Oral: A Multidisciplinary Approach to Combating Rose Rosette Disease: Science to Practice
Current state of knowledge on mite transmission and control.
R. Ochoa (1), G. Otero-Colina (2), J. Hammond (3), R. Jordan (3), G. Bauchan (1) (1) USDA, ARS, U.S.A.; (2) Colegio de Postgraduados, Mexico; (3) USDA, ARS, US National Arboretum, U.S.A.

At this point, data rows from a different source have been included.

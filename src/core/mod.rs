//! Core types and the actuator sink interface

pub mod actuator;
pub mod types;

pub use actuator::ActuatorSink;
pub use types::{ActuatorSignal, Command, FRAME_LEN, RawFrame};
//! Shutdown token shared by the signal thread, command loop and backoff waits.

use crate::error::{Error, Result};
use log::info;
use parking_lot::{Condvar, Mutex};
use signal_hook::consts::{SIGINT, SIGTERM};
use signal_hook::iterator::Signals;
use std::sync::Arc;
use std::sync::atomic::{AtomicBool, Ordering};
use std::time::{Duration, Instant};

/// Cloneable cancellation flag with an interruptible sleep
#[derive(Debug, Clone, Default)]
pub struct Shutdown {
    inner: Arc<ShutdownInner>,
}

#[derive(Debug, Default)]
struct ShutdownInner {
    requested: AtomicBool,
    lock: Mutex<()>,
    wake: Condvar,
}

impl Shutdown {
    /// Create a token in the running state
    pub fn new() -> Self {
        Self::default()
    }

    /// Request shutdown and wake every waiter
    pub fn trigger(&self) {
        let _guard = self.inner.lock.lock();
        self.inner.requested.store(true, Ordering::Release);
        self.inner.wake.notify_all();
    }

    /// Check whether shutdown was requested
    #[inline]
    pub fn is_triggered(&self) -> bool {
        self.inner.requested.load(Ordering::Acquire)
    }

    /// Sleep for `duration` unless shutdown is requested first.
    ///
    /// Returns `true` if the wait was cut short by shutdown.
    pub fn wait_timeout(&self, duration: Duration) -> bool {
        let deadline = Instant::now().checked_add(duration);
        let mut guard = self.inner.lock.lock();

        loop {
            if self.is_triggered() {
                return true;
            }
            match deadline {
                Some(deadline) => {
                    if Instant::now() >= deadline {
                        return false;
                    }
                    // Spurious wakeups loop back to re-check the deadline
                    let _ = self.inner.wake.wait_until(&mut guard, deadline);
                }
                None => self.inner.wake.wait(&mut guard),
            }
        }
    }

    /// Spawn a thread that triggers this token on SIGINT or SIGTERM
    pub fn install_signal_handler(&self) -> Result<()> {
        let mut signals = Signals::new([SIGINT, SIGTERM])
            .map_err(|e| Error::Other(format!("Failed to register signal handlers: {}", e)))?;
        let shutdown = self.clone();

        std::thread::Builder::new()
            .name("signal-handler".to_string())
            .spawn(move || {
                if let Some(sig) = signals.forever().next() {
                    info!("Received signal {}, initiating shutdown...", sig);
                    shutdown.trigger();
                }
            })
            .map_err(|e| Error::Other(format!("Failed to spawn signal handler thread: {}", e)))?;

        Ok(())
    }
}

#[cfg(test)]
mod tests {
    use super::*;
    use std::thread;

    #[test]
    fn test_wait_runs_full_duration_when_idle() {
        let shutdown = Shutdown::new();
        let start = Instant::now();
        assert!(!shutdown.wait_timeout(Duration::from_millis(50)));
        assert!(start.elapsed() >= Duration::from_millis(50));
    }

    #[test]
    fn test_trigger_interrupts_wait() {
        let shutdown = Shutdown::new();
        let trigger = shutdown.clone();

        let handle = thread::spawn(move || {
            thread::sleep(Duration::from_millis(50));
            trigger.trigger();
        });

        let start = Instant::now();
        assert!(shutdown.wait_timeout(Duration::from_secs(30)));
        assert!(start.elapsed() < Duration::from_secs(10));
        handle.join().unwrap();
    }

    #[test]
    fn test_already_triggered_returns_immediately() {
        let shutdown = Shutdown::new();
        shutdown.trigger();
        assert!(shutdown.is_triggered());
        assert!(shutdown.wait_timeout(Duration::MAX));
    }
}
//! Actuator driver implementations

pub mod mock;
pub mod pca9685;
pub mod worker;

use crate::config::ActuatorConfig;
use crate::core::actuator::ActuatorSink;
use crate::error::{Error, Result};
use log::info;
use mock::MockActuator;
use pca9685::Pca9685Actuator;
use worker::ActuatorWorker;

/// Create the actuator sink selected by configuration
pub fn create_actuator(config: &ActuatorConfig) -> Result<Box<dyn ActuatorSink>> {
    let sink: Box<dyn ActuatorSink> = match config.driver.as_str() {
        "pca9685" => Box::new(Pca9685Actuator::open(config)?),
        "mock" => Box::new(MockActuator::new()),
        other => {
            return Err(Error::HardwareInit(format!(
                "Unknown actuator driver: {}",
                other
            )));
        }
    };

    if config.dedicated_thread {
        info!("Applying signals on a dedicated actuator thread");
        return Ok(Box::new(ActuatorWorker::spawn(sink)?));
    }
    Ok(sink)
}
//! Configuration for Chalak
//!
//! Loads configuration from a TOML file. Every field has a default, so a
//! partial file (or none at all) yields a working setup for the reference
//! robot: PCA9685 at 0x40, steering on channel 0, throttle on channel 1.

use crate::error::{Error, Result};
use crate::motion::SteeringPolicy;
use crate::streaming::backoff::BackoffStrategy;
use serde::{Deserialize, Serialize};
use std::fs;
use std::path::Path;
use std::time::Duration;

/// Top-level application configuration
#[derive(Debug, Clone, Default, Deserialize, Serialize)]
pub struct Config {
    #[serde(default)]
    pub connection: ConnectionConfig,
    #[serde(default)]
    pub backoff: BackoffConfig,
    #[serde(default)]
    pub mapping: MappingConfig,
    #[serde(default)]
    pub actuator: ActuatorConfig,
    #[serde(default)]
    pub failsafe: FailsafeConfig,
    #[serde(default)]
    pub logging: LoggingConfig,
}

/// Remote command source
#[derive(Debug, Clone, Deserialize, Serialize)]
pub struct ConnectionConfig {
    /// Command source host name or IP
    #[serde(default = "default_host")]
    pub host: String,

    /// Command source TCP port
    #[serde(default = "default_port")]
    pub port: u16,

    /// Timeout for a single connect attempt (milliseconds)
    #[serde(default = "default_connect_timeout")]
    pub connect_timeout_ms: u64,

    /// Socket read timeout; bounds how long shutdown waits on a silent link
    #[serde(default = "default_read_timeout")]
    pub read_timeout_ms: u64,

    /// Treat the link as dead after this long without bytes (disabled if absent)
    #[serde(default)]
    pub idle_timeout_ms: Option<u64>,
}

/// Reconnect delay schedule
#[derive(Debug, Clone, Deserialize, Serialize)]
pub struct BackoffConfig {
    /// `doubling` or `additive`
    #[serde(default)]
    pub strategy: BackoffStrategy,

    /// First delay after a failed attempt (milliseconds)
    #[serde(default = "default_backoff_initial")]
    pub initial_ms: u64,

    /// Increment per attempt for the additive strategy (milliseconds)
    #[serde(default = "default_backoff_step")]
    pub step_ms: u64,

    /// Upper bound on the delay. Required for `additive`; optional for `doubling`.
    #[serde(default)]
    pub max_ms: Option<u64>,
}

/// Command to actuator mapping
#[derive(Debug, Clone, Default, Deserialize, Serialize)]
pub struct MappingConfig {
    /// Steering policy (`servo` or `alternate`)
    #[serde(default)]
    pub steering_policy: SteeringPolicy,

    /// Must be set to use a policy whose output leaves the servo's 0..180° travel
    #[serde(default)]
    pub allow_out_of_range_policy: bool,
}

/// Actuator driver selection and wiring
#[derive(Debug, Clone, Deserialize, Serialize)]
pub struct ActuatorConfig {
    /// Driver type: `pca9685` or `mock`
    #[serde(default = "default_driver")]
    pub driver: String,

    /// Apply signals on a dedicated thread fed by a latest-value slot
    #[serde(default)]
    pub dedicated_thread: bool,

    /// I2C bus number (`/dev/i2c-N`)
    #[serde(default = "default_i2c_bus")]
    pub i2c_bus: u8,

    /// PCA9685 slave address
    #[serde(default = "default_i2c_address")]
    pub i2c_address: u16,

    /// PWM frequency for hobby servos and ESCs
    #[serde(default = "default_pwm_frequency")]
    pub pwm_frequency_hz: f64,

    /// PWM channel driving the steering servo
    #[serde(default = "default_steering_channel")]
    pub steering_channel: u8,

    /// PWM channel driving the ESC / continuous servo
    #[serde(default = "default_throttle_channel")]
    pub throttle_channel: u8,

    /// Pulse width at 0°
    #[serde(default = "default_min_pulse")]
    pub steering_min_pulse_us: u32,

    /// Pulse width at 180°
    #[serde(default = "default_max_pulse")]
    pub steering_max_pulse_us: u32,

    /// Pulse width at throttle -1.0
    #[serde(default = "default_min_pulse")]
    pub throttle_min_pulse_us: u32,

    /// Pulse width at throttle 1.0
    #[serde(default = "default_max_pulse")]
    pub throttle_max_pulse_us: u32,
}

/// Behavior when the link drops
#[derive(Debug, Clone, Default, Deserialize, Serialize)]
pub struct FailsafeConfig {
    /// Center steering and stop the motor as soon as the link is lost
    #[serde(default)]
    pub neutral_on_disconnect: bool,
}

/// Logging configuration
#[derive(Debug, Clone, Deserialize, Serialize)]
pub struct LoggingConfig {
    /// Log level (trace, debug, info, warn, error); `RUST_LOG` takes precedence
    #[serde(default = "default_log_level")]
    pub level: String,

    /// Interval for loop statistics; 0 disables periodic reports
    #[serde(default = "default_stats_interval")]
    pub stats_interval_secs: u64,
}

// Default value functions
fn default_host() -> String {
    "192.168.43.204".to_string()
}
fn default_port() -> u16 {
    60606
}
fn default_connect_timeout() -> u64 {
    5000
}
fn default_read_timeout() -> u64 {
    500
}
fn default_backoff_initial() -> u64 {
    1000
}
fn default_backoff_step() -> u64 {
    1000
}
fn default_driver() -> String {
    "pca9685".to_string()
}
fn default_i2c_bus() -> u8 {
    1
}
fn default_i2c_address() -> u16 {
    0x40
}
fn default_pwm_frequency() -> f64 {
    50.0
}
fn default_steering_channel() -> u8 {
    0
}
fn default_throttle_channel() -> u8 {
    1
}
fn default_min_pulse() -> u32 {
    750
}
fn default_max_pulse() -> u32 {
    2250
}
fn default_log_level() -> String {
    "info".to_string()
}
fn default_stats_interval() -> u64 {
    30
}

/// Cap applied to the additive strategy when none is configured
pub const DEFAULT_ADDITIVE_CAP_MS: u64 = 20_000;

/// Number of PWM channels on a PCA9685
const PCA9685_CHANNELS: u8 = 16;

impl Default for ConnectionConfig {
    fn default() -> Self {
        Self {
            host: default_host(),
            port: default_port(),
            connect_timeout_ms: default_connect_timeout(),
            read_timeout_ms: default_read_timeout(),
            idle_timeout_ms: None,
        }
    }
}

impl ConnectionConfig {
    /// Connect timeout as a Duration
    pub fn connect_timeout(&self) -> Duration {
        Duration::from_millis(self.connect_timeout_ms)
    }

    /// Read timeout as a Duration
    pub fn read_timeout(&self) -> Duration {
        Duration::from_millis(self.read_timeout_ms)
    }

    /// Idle watchdog window, if enabled
    pub fn idle_timeout(&self) -> Option<Duration> {
        self.idle_timeout_ms.map(Duration::from_millis)
    }
}

impl Default for BackoffConfig {
    fn default() -> Self {
        Self {
            strategy: BackoffStrategy::default(),
            initial_ms: default_backoff_initial(),
            step_ms: default_backoff_step(),
            max_ms: None,
        }
    }
}

impl Default for ActuatorConfig {
    fn default() -> Self {
        Self {
            driver: default_driver(),
            dedicated_thread: false,
            i2c_bus: default_i2c_bus(),
            i2c_address: default_i2c_address(),
            pwm_frequency_hz: default_pwm_frequency(),
            steering_channel: default_steering_channel(),
            throttle_channel: default_throttle_channel(),
            steering_min_pulse_us: default_min_pulse(),
            steering_max_pulse_us: default_max_pulse(),
            throttle_min_pulse_us: default_min_pulse(),
            throttle_max_pulse_us: default_max_pulse(),
        }
    }
}

impl Default for LoggingConfig {
    fn default() -> Self {
        Self {
            level: default_log_level(),
            stats_interval_secs: default_stats_interval(),
        }
    }
}

impl Config {
    /// Load and validate configuration from a TOML file
    ///
    /// # Example
    /// ```no_run
    /// use chalak::config::Config;
    ///
    /// let config = Config::load("chalak.toml")?;
    /// # Ok::<(), chalak::Error>(())
    /// ```
    pub fn load<P: AsRef<Path>>(path: P) -> Result<Self> {
        let path = path.as_ref();
        let content = fs::read_to_string(path).map_err(|e| {
            Error::Config(format!("Failed to read {}: {}", path.display(), e))
        })?;
        Self::from_toml_str(&content)
    }

    /// Parse and validate configuration from TOML text
    pub fn from_toml_str(content: &str) -> Result<Self> {
        let config: Config = toml::from_str(content)?;
        config.validate()?;
        Ok(config)
    }

    /// Save configuration to a TOML file
    pub fn to_file<P: AsRef<Path>>(&self, path: P) -> Result<()> {
        let contents = toml::to_string_pretty(self)?;
        fs::write(path, contents)?;
        Ok(())
    }

    /// Endpoint as `host:port`
    pub fn address(&self) -> String {
        format!("{}:{}", self.connection.host, self.connection.port)
    }

    /// Check cross-field constraints
    pub fn validate(&self) -> Result<()> {
        if self.connection.host.trim().is_empty() {
            return Err(Error::Config("connection.host is empty".to_string()));
        }
        if self.connection.port == 0 {
            return Err(Error::Config("connection.port must be non-zero".to_string()));
        }
        if self.connection.read_timeout_ms == 0 {
            // A zero timeout is rejected by the socket layer
            return Err(Error::Config(
                "connection.read_timeout_ms must be non-zero".to_string(),
            ));
        }
        if self.connection.connect_timeout_ms == 0 {
            return Err(Error::Config(
                "connection.connect_timeout_ms must be non-zero".to_string(),
            ));
        }
        if let Some(idle) = self.connection.idle_timeout_ms
            && idle < self.connection.read_timeout_ms
        {
            return Err(Error::Config(format!(
                "connection.idle_timeout_ms ({}) is shorter than read_timeout_ms ({})",
                idle, self.connection.read_timeout_ms
            )));
        }

        if self.backoff.initial_ms == 0 {
            return Err(Error::Config("backoff.initial_ms must be non-zero".to_string()));
        }
        if let Some(max) = self.backoff.max_ms
            && max < self.backoff.initial_ms
        {
            return Err(Error::Config(format!(
                "backoff.max_ms ({}) is below initial_ms ({})",
                max, self.backoff.initial_ms
            )));
        }

        if !self.mapping.steering_policy.is_range_safe() && !self.mapping.allow_out_of_range_policy
        {
            return Err(Error::Config(format!(
                "steering_policy {:?} drives outside 0..180 degrees; \
                 set mapping.allow_out_of_range_policy = true after checking servo limits",
                self.mapping.steering_policy
            )));
        }

        let act = &self.actuator;
        if act.steering_channel >= PCA9685_CHANNELS || act.throttle_channel >= PCA9685_CHANNELS {
            return Err(Error::Config(format!(
                "actuator channels must be below {}",
                PCA9685_CHANNELS
            )));
        }
        if act.steering_channel == act.throttle_channel {
            return Err(Error::Config(
                "steering and throttle share a PWM channel".to_string(),
            ));
        }
        if act.pwm_frequency_hz.is_nan() || act.pwm_frequency_hz <= 0.0 {
            return Err(Error::Config(
                "actuator.pwm_frequency_hz must be positive".to_string(),
            ));
        }
        if act.steering_min_pulse_us >= act.steering_max_pulse_us
            || act.throttle_min_pulse_us >= act.throttle_max_pulse_us
        {
            return Err(Error::Config(
                "actuator pulse ranges must have min < max".to_string(),
            ));
        }

        Ok(())
    }
}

Studies of the eriophyid mite Phyllocoptes fructiphilus which carries the rose rosette virus are being conducted at the microscopic level. Microscope techniques include bright field, DIC, variable pressure SEM and low temperature SEM. The eriophyid mite was first described by Keifer in 1940 but it was first suggested as the vector of RRD by the same author in 1966. The mites were originally collected from fruits around the seeds and the petiole bases of Rosa californica in Clarksburg, California.Today the mite is widely distributed in the U.S. on wild (Rosa multiflora) and commercial roses with different levels of virus damage and its presence is directly affecting rose production and gardening areas. Current studies on roses from different states indicate the presence of several species of eriophyid mites during different seasons of the year on different parts of the rose plants. Mites are primarily found on enclosed petioles/scales of vegetative buds, inside the flower sepals oppressed to the ovary/seeds, and on open leaves during the growing season. Mites appear to be hiding amongst dense simple and bulbous, glandular hairs (trichomes). These mites also overwinter in these same locations. In addition, we found predator mites in the families Phytoseiidae, Tydeidae and Bdellidae associated with these mites which can be used as a biological control. Control of rose rosette should include the removal of all mature fruits and infected plant tissue.